//! Integer range facts inferred from comparison instructions.
//!
//! These are hints, not path-sensitive facts: a bound recorded here holds at
//! the comparison site, and consumers treat it as the value's plausible
//! range anywhere in the function.

use rustc_hash::FxHashMap;
use stackscan_ir::{Function, InstData, IntPredicate, Operand};

#[derive(Clone, Copy, Debug, Default, PartialEq, Eq)]
pub struct IntRange {
    pub lower: Option<i64>,
    pub upper: Option<i64>,
}

/// Range facts keyed by the compared value and, for loads, by the loaded
/// slot's pointer.
pub struct IntRanges {
    map: FxHashMap<Operand, IntRange>,
}

impl IntRanges {
    pub fn get(&self, key: &Operand) -> Option<&IntRange> {
        self.map.get(key)
    }

    fn apply(&mut self, key: Operand, lower: Option<i64>, upper: Option<i64>) {
        let entry = self.map.entry(key).or_default();
        if let Some(lb) = lower {
            entry.lower = Some(match entry.lower {
                Some(cur) => cur.max(lb),
                None => lb,
            });
        }
        if let Some(ub) = upper {
            entry.upper = Some(match entry.upper {
                Some(cur) => cur.min(ub),
                None => ub,
            });
        }
    }
}

/// Bounds implied on the value operand of `value pred constant`.
/// `value_is_lhs` is false when the constant is the first operand.
fn bounds_for(
    pred: IntPredicate,
    c: i64,
    value_is_lhs: bool,
) -> (Option<i64>, Option<i64>) {
    use IntPredicate::*;
    let pred = if value_is_lhs { pred } else { pred.swapped() };
    match pred {
        Slt | Ult => (None, Some(c.saturating_sub(1))),
        Sle | Ule => (None, Some(c)),
        Sgt | Ugt => (Some(c.saturating_add(1)), None),
        Sge | Uge => (Some(c), None),
        Eq => (Some(c), Some(c)),
        // Deliberately over-approximated: `v != c` records only `v <= c`.
        Ne => (None, Some(c)),
    }
}

/// Scan every integer compare in `func` and collect interval facts.
pub fn compute(func: &Function) -> IntRanges {
    let mut ranges = IntRanges {
        map: FxHashMap::default(),
    };

    for (_, inst) in func.insts_in_order() {
        let InstData::ICmp { pred, lhs, rhs } = &func.insts[inst] else {
            continue;
        };

        let (value, constant, value_is_lhs) = match (lhs.const_sext(), rhs.const_sext()) {
            (None, Some(c)) => (lhs, c, true),
            (Some(c), None) => (rhs, c, false),
            _ => continue,
        };

        let (lower, upper) = bounds_for(*pred, constant, value_is_lhs);
        if lower.is_none() && upper.is_none() {
            continue;
        }

        ranges.apply(value.clone(), lower, upper);

        // A load's fact also sticks to the slot it was loaded from.
        if let Some(v) = value.as_value() {
            if let Some(def) = func.value_inst(v) {
                if let InstData::Load { ptr, .. } = &func.insts[def] {
                    ranges.apply(ptr.clone(), lower, upper);
                }
            }
        }
    }

    ranges
}

#[cfg(test)]
mod tests {
    use super::*;
    use stackscan_reader::parse_module;

    #[test]
    fn bounds_tables() {
        use IntPredicate::*;
        assert_eq!(bounds_for(Slt, 20, true), (None, Some(19)));
        assert_eq!(bounds_for(Sle, 20, true), (None, Some(20)));
        assert_eq!(bounds_for(Sgt, 3, true), (Some(4), None));
        assert_eq!(bounds_for(Sge, 3, true), (Some(3), None));
        assert_eq!(bounds_for(Eq, 7, true), (Some(7), Some(7)));
        assert_eq!(bounds_for(Ne, 7, true), (None, Some(7)));
        // `20 > v` means `v < 20`.
        assert_eq!(bounds_for(Sgt, 20, false), (None, Some(19)));
        assert_eq!(bounds_for(Ult, 5, false), (Some(6), None));
    }

    #[test]
    fn load_fact_attaches_to_slot() {
        let text = r#"
define void @f() {
entry:
  %i = alloca i32, align 4
  %v = load i32, ptr %i, align 4
  %cmp = icmp slt i32 %v, 20
  ret void
}
"#;
        let module = parse_module(text).unwrap();
        let f = module.func_by_name("f").unwrap();
        let func = &module.functions[f];
        let ranges = compute(func);

        let entry = func.entry_block().unwrap();
        let slot = func.inst_result(func.blocks[entry].insts[0]).unwrap();
        let loaded = func.inst_result(func.blocks[entry].insts[1]).unwrap();

        let slot_range = ranges.get(&Operand::Value(slot)).expect("slot fact");
        assert_eq!(slot_range.upper, Some(19));
        assert_eq!(slot_range.lower, None);
        let val_range = ranges.get(&Operand::Value(loaded)).expect("value fact");
        assert_eq!(val_range.upper, Some(19));
    }

    #[test]
    fn merged_bounds_tighten() {
        let text = r#"
define void @f(i32 noundef %n) {
entry:
  %c1 = icmp slt i32 %n, 100
  %c2 = icmp slt i32 %n, 20
  %c3 = icmp sgt i32 %n, 0
  ret void
}
"#;
        let module = parse_module(text).unwrap();
        let f = module.func_by_name("f").unwrap();
        let func = &module.functions[f];
        let ranges = compute(func);
        let n = func.params[0].value;
        let r = ranges.get(&Operand::Value(n)).expect("fact for %n");
        assert_eq!(r.upper, Some(19));
        assert_eq!(r.lower, Some(1));
    }
}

| Exercise prompt |
Check each line of the entries above, and show every one holding the word "false".

| Final answer |
/// `value_is_lhs` is false when the constant is the first operand.
            (Some(c), None) => (rhs, c, false),
        assert_eq!(bounds_for(Sgt, 20, false), (None, Some(19)));
        assert_eq!(bounds_for(Ult, 5, false), (Some(6), None));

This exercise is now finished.